What is required> Count the lines in the data below that include the word "collector", then state the total and nothing besides.

Input material>
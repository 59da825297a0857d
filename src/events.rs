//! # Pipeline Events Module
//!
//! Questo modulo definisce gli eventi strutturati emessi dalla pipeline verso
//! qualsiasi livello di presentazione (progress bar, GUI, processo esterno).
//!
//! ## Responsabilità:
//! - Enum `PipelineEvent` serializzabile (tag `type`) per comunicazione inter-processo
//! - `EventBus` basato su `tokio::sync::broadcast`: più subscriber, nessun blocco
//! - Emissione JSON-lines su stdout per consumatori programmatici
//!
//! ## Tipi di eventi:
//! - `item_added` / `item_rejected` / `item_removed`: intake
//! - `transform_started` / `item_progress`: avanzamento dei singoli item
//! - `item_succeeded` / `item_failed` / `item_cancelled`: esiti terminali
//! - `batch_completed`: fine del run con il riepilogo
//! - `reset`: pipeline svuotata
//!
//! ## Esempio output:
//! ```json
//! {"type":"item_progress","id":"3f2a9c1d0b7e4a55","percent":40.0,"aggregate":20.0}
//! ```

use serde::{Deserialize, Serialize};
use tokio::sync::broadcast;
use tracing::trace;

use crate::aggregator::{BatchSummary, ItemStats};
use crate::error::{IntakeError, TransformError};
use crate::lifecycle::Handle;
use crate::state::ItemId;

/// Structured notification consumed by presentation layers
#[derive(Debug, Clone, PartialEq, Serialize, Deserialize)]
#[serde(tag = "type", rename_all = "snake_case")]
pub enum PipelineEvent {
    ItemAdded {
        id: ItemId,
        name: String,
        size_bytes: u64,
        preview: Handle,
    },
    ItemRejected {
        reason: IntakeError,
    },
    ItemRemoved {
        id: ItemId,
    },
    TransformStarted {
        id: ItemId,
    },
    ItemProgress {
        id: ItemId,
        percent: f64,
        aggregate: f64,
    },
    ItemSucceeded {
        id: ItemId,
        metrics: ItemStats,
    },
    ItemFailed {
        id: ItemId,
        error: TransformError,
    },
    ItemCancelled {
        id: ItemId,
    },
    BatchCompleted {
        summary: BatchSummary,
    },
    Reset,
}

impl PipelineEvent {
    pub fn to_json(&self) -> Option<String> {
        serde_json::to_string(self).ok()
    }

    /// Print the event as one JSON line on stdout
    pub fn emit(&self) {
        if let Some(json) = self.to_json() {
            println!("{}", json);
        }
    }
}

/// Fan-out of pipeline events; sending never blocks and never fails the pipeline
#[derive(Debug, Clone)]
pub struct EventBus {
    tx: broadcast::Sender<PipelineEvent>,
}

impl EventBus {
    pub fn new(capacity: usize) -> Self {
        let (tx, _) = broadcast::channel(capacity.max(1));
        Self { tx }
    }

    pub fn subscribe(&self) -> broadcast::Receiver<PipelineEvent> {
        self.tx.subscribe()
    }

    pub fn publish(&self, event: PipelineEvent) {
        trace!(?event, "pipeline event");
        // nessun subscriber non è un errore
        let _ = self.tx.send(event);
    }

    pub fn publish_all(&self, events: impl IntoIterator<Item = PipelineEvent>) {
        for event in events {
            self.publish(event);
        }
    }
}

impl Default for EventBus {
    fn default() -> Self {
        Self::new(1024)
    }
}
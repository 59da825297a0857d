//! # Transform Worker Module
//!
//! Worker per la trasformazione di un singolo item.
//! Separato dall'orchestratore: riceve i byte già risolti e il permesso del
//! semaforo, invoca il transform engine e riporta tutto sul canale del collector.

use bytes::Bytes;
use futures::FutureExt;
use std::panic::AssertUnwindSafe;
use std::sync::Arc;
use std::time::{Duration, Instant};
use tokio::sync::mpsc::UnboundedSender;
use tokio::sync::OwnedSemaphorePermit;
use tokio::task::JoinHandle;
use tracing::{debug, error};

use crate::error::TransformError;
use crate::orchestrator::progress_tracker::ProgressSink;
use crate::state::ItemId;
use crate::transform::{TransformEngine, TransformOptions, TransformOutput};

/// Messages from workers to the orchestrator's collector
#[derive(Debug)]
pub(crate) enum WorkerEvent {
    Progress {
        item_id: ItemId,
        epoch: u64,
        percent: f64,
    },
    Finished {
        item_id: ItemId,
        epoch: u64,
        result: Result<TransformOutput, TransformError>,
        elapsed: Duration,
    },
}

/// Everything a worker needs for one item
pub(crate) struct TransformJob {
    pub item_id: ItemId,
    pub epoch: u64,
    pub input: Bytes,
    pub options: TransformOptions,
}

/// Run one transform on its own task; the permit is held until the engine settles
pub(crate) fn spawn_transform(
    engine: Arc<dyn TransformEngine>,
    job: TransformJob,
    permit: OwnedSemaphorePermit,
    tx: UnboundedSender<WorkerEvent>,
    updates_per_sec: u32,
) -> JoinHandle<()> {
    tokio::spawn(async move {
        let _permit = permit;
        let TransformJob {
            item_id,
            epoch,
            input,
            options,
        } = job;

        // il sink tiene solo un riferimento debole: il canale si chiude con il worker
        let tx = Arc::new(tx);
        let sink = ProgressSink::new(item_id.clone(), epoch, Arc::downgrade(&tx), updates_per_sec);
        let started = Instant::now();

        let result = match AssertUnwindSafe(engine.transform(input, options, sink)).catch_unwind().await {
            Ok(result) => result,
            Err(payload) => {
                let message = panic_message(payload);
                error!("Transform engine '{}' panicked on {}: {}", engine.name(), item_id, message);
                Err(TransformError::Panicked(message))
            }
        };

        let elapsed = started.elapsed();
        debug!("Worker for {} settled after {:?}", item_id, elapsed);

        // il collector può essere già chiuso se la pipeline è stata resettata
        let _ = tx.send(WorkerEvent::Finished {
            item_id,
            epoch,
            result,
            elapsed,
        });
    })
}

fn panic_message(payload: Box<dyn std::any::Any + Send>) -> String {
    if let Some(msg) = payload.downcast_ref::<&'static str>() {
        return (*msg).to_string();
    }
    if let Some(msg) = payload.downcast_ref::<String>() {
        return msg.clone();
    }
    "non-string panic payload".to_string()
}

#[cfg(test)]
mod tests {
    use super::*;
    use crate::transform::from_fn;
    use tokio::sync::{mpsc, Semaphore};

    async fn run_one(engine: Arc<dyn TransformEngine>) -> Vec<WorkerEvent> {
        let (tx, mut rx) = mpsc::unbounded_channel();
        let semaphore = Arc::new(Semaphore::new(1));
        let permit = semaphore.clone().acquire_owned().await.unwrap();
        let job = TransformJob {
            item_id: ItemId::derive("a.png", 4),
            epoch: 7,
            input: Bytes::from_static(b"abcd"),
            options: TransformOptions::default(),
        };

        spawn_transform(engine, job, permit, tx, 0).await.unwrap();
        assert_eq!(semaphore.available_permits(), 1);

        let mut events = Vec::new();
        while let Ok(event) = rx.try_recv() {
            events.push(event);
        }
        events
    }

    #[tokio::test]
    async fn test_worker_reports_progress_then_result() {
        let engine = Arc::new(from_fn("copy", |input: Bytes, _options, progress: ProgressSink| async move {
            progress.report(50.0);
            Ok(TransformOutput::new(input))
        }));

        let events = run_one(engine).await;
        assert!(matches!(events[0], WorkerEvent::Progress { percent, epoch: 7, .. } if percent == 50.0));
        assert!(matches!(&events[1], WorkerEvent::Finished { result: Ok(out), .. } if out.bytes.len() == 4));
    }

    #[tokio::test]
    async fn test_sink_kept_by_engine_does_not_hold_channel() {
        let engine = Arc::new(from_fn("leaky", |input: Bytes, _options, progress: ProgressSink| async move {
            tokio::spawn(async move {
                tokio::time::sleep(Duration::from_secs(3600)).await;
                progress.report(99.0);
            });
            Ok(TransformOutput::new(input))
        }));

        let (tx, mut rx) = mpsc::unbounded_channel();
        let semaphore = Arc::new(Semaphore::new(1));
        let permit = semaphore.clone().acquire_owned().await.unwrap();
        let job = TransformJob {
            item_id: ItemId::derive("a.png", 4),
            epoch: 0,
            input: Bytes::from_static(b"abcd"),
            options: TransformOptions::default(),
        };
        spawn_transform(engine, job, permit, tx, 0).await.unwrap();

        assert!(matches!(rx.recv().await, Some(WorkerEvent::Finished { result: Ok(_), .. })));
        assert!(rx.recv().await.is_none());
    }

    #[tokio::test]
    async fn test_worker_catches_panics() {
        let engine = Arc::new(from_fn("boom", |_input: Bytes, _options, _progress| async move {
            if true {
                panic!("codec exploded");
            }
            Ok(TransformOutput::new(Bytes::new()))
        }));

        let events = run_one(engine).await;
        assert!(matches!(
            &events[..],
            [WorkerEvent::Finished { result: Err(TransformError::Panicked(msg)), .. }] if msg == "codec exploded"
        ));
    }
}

...

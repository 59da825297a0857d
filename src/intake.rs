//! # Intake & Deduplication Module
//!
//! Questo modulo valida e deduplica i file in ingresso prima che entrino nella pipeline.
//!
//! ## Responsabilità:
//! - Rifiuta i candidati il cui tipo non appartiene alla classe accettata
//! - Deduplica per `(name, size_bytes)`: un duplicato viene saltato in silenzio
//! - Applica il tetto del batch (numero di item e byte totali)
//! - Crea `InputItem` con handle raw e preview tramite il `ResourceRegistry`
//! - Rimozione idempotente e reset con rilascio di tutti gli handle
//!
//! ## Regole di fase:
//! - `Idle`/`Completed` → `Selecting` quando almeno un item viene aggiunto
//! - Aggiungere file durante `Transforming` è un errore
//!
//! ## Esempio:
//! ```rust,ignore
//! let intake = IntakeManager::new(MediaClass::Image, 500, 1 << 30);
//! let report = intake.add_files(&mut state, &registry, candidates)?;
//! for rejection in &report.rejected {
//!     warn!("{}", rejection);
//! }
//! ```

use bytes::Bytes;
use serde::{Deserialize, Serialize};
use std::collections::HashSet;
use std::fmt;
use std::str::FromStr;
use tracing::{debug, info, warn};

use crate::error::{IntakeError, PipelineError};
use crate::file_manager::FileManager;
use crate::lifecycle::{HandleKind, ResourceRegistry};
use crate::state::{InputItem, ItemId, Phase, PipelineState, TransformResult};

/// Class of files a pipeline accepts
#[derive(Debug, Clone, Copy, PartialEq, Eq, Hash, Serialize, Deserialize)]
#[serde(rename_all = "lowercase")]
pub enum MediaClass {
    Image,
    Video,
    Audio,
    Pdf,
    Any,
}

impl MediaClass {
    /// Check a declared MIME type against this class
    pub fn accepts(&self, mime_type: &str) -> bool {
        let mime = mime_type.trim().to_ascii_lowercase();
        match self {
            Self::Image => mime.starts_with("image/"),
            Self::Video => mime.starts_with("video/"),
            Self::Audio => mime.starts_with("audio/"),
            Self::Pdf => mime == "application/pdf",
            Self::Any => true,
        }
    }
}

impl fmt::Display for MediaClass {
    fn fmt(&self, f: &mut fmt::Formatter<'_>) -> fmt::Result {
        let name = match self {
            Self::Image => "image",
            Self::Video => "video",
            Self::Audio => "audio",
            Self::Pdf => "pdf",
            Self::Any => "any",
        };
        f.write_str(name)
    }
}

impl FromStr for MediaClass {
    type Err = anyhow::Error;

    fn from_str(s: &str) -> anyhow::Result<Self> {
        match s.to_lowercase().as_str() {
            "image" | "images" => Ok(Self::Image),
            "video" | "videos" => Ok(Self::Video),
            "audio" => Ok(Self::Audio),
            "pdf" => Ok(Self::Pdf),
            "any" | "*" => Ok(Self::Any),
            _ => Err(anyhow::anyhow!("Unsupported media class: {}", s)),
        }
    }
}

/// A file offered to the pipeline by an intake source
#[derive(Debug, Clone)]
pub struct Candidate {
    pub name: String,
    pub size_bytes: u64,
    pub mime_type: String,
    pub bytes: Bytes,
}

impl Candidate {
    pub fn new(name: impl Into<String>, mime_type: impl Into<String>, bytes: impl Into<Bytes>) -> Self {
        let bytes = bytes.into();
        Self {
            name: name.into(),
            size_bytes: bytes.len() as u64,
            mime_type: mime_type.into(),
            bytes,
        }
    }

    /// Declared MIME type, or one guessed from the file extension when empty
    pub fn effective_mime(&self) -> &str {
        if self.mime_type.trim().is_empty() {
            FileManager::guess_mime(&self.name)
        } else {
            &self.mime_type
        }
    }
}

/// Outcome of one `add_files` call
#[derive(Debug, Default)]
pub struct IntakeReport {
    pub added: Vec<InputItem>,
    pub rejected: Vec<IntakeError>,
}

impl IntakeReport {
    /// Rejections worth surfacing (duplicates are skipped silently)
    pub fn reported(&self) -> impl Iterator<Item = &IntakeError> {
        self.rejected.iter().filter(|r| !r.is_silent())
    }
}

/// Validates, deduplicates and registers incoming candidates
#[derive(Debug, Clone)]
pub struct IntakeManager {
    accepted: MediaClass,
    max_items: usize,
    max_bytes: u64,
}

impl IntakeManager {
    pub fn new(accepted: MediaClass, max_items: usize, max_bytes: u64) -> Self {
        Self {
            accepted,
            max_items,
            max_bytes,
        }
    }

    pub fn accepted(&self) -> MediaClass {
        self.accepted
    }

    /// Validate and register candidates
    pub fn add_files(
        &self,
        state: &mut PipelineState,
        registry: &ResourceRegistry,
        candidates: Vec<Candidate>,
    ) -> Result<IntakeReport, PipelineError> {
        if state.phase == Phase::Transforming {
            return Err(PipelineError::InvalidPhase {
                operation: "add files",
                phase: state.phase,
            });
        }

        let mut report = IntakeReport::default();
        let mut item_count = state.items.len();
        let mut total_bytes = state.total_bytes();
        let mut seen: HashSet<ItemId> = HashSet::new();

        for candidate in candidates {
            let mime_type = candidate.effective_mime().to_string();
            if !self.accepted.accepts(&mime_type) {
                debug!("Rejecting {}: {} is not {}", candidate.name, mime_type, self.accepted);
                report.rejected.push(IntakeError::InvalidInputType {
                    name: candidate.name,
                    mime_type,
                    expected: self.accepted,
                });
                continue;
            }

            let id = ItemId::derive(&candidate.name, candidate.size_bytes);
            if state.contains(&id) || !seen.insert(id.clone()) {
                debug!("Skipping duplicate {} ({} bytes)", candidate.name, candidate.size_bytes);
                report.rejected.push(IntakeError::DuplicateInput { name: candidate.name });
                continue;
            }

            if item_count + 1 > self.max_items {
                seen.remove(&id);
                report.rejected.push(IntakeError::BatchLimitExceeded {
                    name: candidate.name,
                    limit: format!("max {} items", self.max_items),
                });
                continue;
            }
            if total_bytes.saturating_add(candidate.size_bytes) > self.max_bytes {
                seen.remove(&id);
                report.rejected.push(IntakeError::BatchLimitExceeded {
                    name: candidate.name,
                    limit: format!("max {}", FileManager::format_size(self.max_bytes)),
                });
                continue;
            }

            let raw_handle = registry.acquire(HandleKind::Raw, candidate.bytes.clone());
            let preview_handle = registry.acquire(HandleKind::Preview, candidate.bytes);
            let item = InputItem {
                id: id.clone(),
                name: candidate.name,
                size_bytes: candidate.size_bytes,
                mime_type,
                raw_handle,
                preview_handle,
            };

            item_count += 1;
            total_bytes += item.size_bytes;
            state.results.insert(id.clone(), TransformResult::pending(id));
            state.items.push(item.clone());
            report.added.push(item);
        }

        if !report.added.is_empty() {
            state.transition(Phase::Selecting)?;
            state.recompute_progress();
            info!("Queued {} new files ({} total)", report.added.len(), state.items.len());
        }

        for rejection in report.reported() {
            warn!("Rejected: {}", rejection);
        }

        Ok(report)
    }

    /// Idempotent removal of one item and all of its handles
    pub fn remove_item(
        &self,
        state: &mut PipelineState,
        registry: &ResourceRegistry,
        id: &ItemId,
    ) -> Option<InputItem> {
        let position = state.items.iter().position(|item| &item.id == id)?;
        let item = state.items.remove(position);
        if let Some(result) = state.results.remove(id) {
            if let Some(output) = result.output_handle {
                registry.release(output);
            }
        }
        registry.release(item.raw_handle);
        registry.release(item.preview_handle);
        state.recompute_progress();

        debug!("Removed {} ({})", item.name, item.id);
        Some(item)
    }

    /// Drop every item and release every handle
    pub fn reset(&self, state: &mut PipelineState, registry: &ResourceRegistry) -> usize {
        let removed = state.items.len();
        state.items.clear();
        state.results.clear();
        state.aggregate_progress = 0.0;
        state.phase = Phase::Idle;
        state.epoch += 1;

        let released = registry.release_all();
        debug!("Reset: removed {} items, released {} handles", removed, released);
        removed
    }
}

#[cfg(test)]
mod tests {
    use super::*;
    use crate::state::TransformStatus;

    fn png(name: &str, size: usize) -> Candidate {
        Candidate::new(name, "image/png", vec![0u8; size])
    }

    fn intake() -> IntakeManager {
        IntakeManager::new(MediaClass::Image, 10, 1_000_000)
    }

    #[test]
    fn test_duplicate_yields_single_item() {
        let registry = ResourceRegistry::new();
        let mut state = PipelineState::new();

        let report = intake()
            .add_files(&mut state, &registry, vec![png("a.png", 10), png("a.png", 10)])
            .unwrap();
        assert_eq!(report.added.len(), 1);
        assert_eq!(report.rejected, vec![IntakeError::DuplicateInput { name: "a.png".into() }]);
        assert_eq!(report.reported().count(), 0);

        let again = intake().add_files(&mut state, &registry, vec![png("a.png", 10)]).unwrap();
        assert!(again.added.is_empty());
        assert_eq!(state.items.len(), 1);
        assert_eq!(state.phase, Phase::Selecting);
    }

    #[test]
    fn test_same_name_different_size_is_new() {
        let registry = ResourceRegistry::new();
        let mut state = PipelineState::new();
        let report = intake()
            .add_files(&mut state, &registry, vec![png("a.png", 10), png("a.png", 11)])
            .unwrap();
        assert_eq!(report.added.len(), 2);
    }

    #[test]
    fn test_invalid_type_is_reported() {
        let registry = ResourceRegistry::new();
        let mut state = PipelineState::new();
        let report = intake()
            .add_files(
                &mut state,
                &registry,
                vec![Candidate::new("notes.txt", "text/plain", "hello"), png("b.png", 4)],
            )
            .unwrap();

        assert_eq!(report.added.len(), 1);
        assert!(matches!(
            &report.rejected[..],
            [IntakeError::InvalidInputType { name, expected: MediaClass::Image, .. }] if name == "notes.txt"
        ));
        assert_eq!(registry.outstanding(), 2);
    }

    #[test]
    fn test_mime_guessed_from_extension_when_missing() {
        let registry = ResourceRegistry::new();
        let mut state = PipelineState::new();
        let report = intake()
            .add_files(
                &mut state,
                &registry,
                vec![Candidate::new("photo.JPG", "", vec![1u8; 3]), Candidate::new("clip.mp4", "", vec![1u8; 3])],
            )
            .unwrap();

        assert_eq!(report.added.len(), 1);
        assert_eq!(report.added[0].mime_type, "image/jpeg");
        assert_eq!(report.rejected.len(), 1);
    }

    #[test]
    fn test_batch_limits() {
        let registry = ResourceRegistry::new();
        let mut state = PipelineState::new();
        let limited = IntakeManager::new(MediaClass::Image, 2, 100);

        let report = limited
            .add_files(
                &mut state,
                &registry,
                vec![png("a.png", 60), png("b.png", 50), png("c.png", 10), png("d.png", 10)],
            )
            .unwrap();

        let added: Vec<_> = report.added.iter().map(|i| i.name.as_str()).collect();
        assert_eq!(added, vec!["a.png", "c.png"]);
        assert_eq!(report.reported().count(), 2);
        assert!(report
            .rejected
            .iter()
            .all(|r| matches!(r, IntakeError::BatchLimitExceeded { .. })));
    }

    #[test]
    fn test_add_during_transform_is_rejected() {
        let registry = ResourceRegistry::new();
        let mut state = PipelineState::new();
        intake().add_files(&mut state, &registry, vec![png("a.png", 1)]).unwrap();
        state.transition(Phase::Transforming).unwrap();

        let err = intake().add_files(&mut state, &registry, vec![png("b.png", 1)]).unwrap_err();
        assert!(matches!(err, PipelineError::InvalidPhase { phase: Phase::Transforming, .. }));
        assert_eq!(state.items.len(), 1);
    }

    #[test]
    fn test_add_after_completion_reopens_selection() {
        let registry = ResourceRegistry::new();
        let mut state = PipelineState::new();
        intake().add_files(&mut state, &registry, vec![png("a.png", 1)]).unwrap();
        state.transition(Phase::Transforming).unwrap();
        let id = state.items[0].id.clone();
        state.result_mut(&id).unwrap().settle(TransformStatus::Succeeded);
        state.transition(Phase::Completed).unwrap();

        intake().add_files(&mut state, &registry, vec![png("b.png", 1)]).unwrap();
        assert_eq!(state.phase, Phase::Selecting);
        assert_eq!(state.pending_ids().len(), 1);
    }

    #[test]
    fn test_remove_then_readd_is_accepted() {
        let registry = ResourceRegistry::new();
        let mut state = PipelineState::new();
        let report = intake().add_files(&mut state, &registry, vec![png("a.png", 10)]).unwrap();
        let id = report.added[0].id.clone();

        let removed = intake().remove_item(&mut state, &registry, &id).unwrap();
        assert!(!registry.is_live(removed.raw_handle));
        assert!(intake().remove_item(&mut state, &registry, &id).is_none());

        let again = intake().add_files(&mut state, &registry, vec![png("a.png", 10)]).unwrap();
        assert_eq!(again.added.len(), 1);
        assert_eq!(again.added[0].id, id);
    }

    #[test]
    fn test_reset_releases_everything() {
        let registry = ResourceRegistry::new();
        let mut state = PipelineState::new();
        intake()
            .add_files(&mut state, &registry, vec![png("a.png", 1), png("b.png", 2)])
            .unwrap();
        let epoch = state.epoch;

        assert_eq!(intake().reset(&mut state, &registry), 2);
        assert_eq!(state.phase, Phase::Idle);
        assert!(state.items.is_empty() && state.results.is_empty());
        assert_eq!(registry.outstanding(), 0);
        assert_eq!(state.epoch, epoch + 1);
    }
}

Response below> 3